*** DATA FOR THE TASK ***

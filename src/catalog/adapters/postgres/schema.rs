//! Diesel schema for service listings and their feedback.

diesel::table! {
    /// Fixed-price service listings.
    services (id) {
        /// Listing identifier.
        id -> Uuid,
        /// Providing user.
        owner_id -> Uuid,
        /// Listing title.
        #[max_length = 200]
        title -> Varchar,
        /// Listing description.
        description -> Text,
        /// Catalog category.
        #[max_length = 100]
        category -> Varchar,
        /// Current price.
        price -> Numeric,
        /// Free-form tags.
        tags -> Array<Text>,
        /// Creation timestamp.
        created_at -> Timestamptz,
        /// Last update timestamp.
        updated_at -> Timestamptz,
    }
}

diesel::table! {
    /// Listing reviews.
    reviews (id) {
        /// Review identifier.
        id -> Uuid,
        /// Reviewed listing.
        service_id -> Uuid,
        /// Reviewing user.
        author_id -> Uuid,
        /// Star rating, 1 to 5.
        rating -> Int2,
        /// Review text, empty when none was given.
        body -> Text,
        /// Creation timestamp.
        created_at -> Timestamptz,
    }
}

diesel::table! {
    /// Per-user favorite listings.
    favorites (user_id, service_id) {
        /// Owning user.
        user_id -> Uuid,
        /// Favorite listing.
        service_id -> Uuid,
        /// When the listing was added.
        created_at -> Timestamptz,
    }
}
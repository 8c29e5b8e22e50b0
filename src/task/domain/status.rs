//! Task lifecycle status and its transition graph.

use super::ParseTaskStatusError;
use crate::lifecycle::StatusGraph;
use serde::{Deserialize, Serialize};
use std::fmt;

/// Task lifecycle status.
///
/// ```text
/// open --assign--> assigned --complete--> completed
/// open --cancel--> cancelled
/// assigned --cancel--> cancelled
/// ```
#[derive(Debug, Clone, Copy, PartialEq, Eq, Hash, Serialize, Deserialize)]
#[serde(rename_all = "snake_case")]
pub enum TaskStatus {
    /// Accepting offers.
    Open,
    /// An offer was accepted and a provider assigned.
    Assigned,
    /// The assigned work is done.
    Completed,
    /// The task was withdrawn.
    Cancelled,
}

impl TaskStatus {
    /// All statuses, in graph order.
    pub const ALL: [Self; 4] = [Self::Open, Self::Assigned, Self::Completed, Self::Cancelled];

    /// Returns the canonical storage representation.
    #[must_use]
    pub const fn as_str(self) -> &'static str {
        match self {
            Self::Open => "open",
            Self::Assigned => "assigned",
            Self::Completed => "completed",
            Self::Cancelled => "cancelled",
        }
    }

    /// Returns whether the status carries an assigned provider.
    #[must_use]
    pub const fn has_provider(self) -> bool {
        matches!(self, Self::Assigned | Self::Completed)
    }
}

impl StatusGraph for TaskStatus {
    fn successors(self) -> &'static [Self] {
        match self {
            Self::Open => &[Self::Assigned, Self::Cancelled],
            Self::Assigned => &[Self::Completed, Self::Cancelled],
            Self::Completed | Self::Cancelled => &[],
        }
    }
}

impl fmt::Display for TaskStatus {
    fn fmt(&self, f: &mut fmt::Formatter<'_>) -> fmt::Result {
        f.write_str(self.as_str())
    }
}

impl TryFrom<&str> for TaskStatus {
    type Error = ParseTaskStatusError;

    fn try_from(value: &str) -> Result<Self, Self::Error> {
        let normalized = value.trim().to_ascii_lowercase();
        match normalized.as_str() {
            "open" => Ok(Self::Open),
            "assigned" => Ok(Self::Assigned),
            "completed" => Ok(Self::Completed),
            "cancelled" => Ok(Self::Cancelled),
            _ => Err(ParseTaskStatusError(value.to_owned())),
        }
    }
}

*** End of DATA FOR THE TASK ***

Your task is to copy each line from the material above that includes the word "serde".

use serde::{Deserialize, Serialize};
#[serde(rename_all = "snake_case")]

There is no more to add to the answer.